TO DO:
Please report every line from the material that contains the word "const".

** Opening MATERIAL SHOWN block **

//! Colormaps and annotation formatting.

use plotters::style::RGBColor;

/// Control points of matplotlib's diverging `coolwarm` map.
const COOLWARM: [(f64, (u8, u8, u8)); 5] = [
    (0.0, (59, 76, 192)),
    (0.25, (141, 176, 254)),
    (0.5, (221, 221, 221)),
    (0.75, (244, 154, 123)),
    (1.0, (180, 4, 38)),
];

/// Control points of a dark-to-light sequential map (seaborn `rocket`).
const ROCKET: [(f64, (u8, u8, u8)); 5] = [
    (0.0, (250, 235, 221)),
    (0.25, (246, 145, 99)),
    (0.5, (203, 27, 79)),
    (0.75, (113, 31, 87)),
    (1.0, (35, 16, 54)),
];

/// Diverging blue-white-red color for `t` in `[0, 1]`.
#[must_use]
pub fn coolwarm(t: f64) -> RGBColor {
    interpolate(&COOLWARM, t)
}

/// Sequential color for `t` in `[0, 1]`, light for low values.
#[must_use]
pub fn rocket(t: f64) -> RGBColor {
    interpolate(&ROCKET, t)
}

/// Position of `value` within `[lo, hi]`, clamped; 0.5 for an empty range.
#[must_use]
pub fn normalize(value: f64, lo: f64, hi: f64) -> f64 {
    if hi > lo {
        ((value - lo) / (hi - lo)).clamp(0.0, 1.0)
    } else {
        0.5
    }
}

fn interpolate(stops: &[(f64, (u8, u8, u8))], t: f64) -> RGBColor {
    let t = if t.is_nan() { 0.5 } else { t.clamp(0.0, 1.0) };
    for pair in stops.windows(2) {
        let (t0, c0) = pair[0];
        let (t1, c1) = pair[1];
        if t <= t1 {
            let f = if t1 > t0 { (t - t0) / (t1 - t0) } else { 0.0 };
            return RGBColor(lerp(c0.0, c1.0, f), lerp(c0.1, c1.1, f), lerp(c0.2, c1.2, f));
        }
    }
    let (_, last) = stops[stops.len() - 1];
    RGBColor(last.0, last.1, last.2)
}

#[allow(clippy::cast_possible_truncation, clippy::cast_sign_loss)]
fn lerp(a: u8, b: u8, f: f64) -> u8 {
    (f64::from(a) + (f64::from(b) - f64::from(a)) * f).round().clamp(0.0, 255.0) as u8
}

/// Black text on light cells, white on dark ones.
#[must_use]
pub fn contrasting_text(background: RGBColor) -> RGBColor {
    let RGBColor(r, g, b) = background;
    let luminance = 0.299 * f64::from(r) + 0.587 * f64::from(g) + 0.114 * f64::from(b);
    if luminance > 140.0 {
        RGBColor(0, 0, 0)
    } else {
        RGBColor(255, 255, 255)
    }
}

/// Format with two significant digits, like printf's `%.2g`.
#[must_use]
pub fn format_two_significant(value: f64) -> String {
    if value == 0.0 {
        return "0".to_string();
    }
    if !value.is_finite() {
        return String::new();
    }

    #[allow(clippy::cast_possible_truncation)]
    let exponent = value.abs().log10().floor() as i32;
    // Rounding can carry into the next decade (0.996 -> 1.0)
    let rounded = round_significant(value, 2);
    let exponent = if rounded.abs() >= 10f64.powi(exponent + 1) {
        exponent + 1
    } else {
        exponent
    };

    if !(-4..2).contains(&exponent) {
        let mantissa = rounded / 10f64.powi(exponent);
        let mantissa = trim_zeros(&format!("{mantissa:.1}"));
        let sign = if exponent < 0 { '-' } else { '+' };
        return format!("{mantissa}e{sign}{:02}", exponent.abs());
    }

    #[allow(clippy::cast_sign_loss)]
    let decimals = (1 - exponent).max(0) as usize;
    trim_zeros(&format!("{rounded:.decimals$}"))
}

fn round_significant(value: f64, digits: i32) -> f64 {
    let exponent = value.abs().log10().floor();
    #[allow(clippy::cast_possible_truncation)]
    let scale = 10f64.powi(digits - 1 - exponent as i32);
    (value * scale).round() / scale
}

fn trim_zeros(text: &str) -> String {
    if text.contains('.') {
        text.trim_end_matches('0').trim_end_matches('.').to_string()
    } else {
        text.to_string()
    }
}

** Closing MATERIAL SHOWN block **

RESULT BELOW:
const COOLWARM: [(f64, (u8, u8, u8)); 5] = [
const ROCKET: [(f64, (u8, u8, u8)); 5] = [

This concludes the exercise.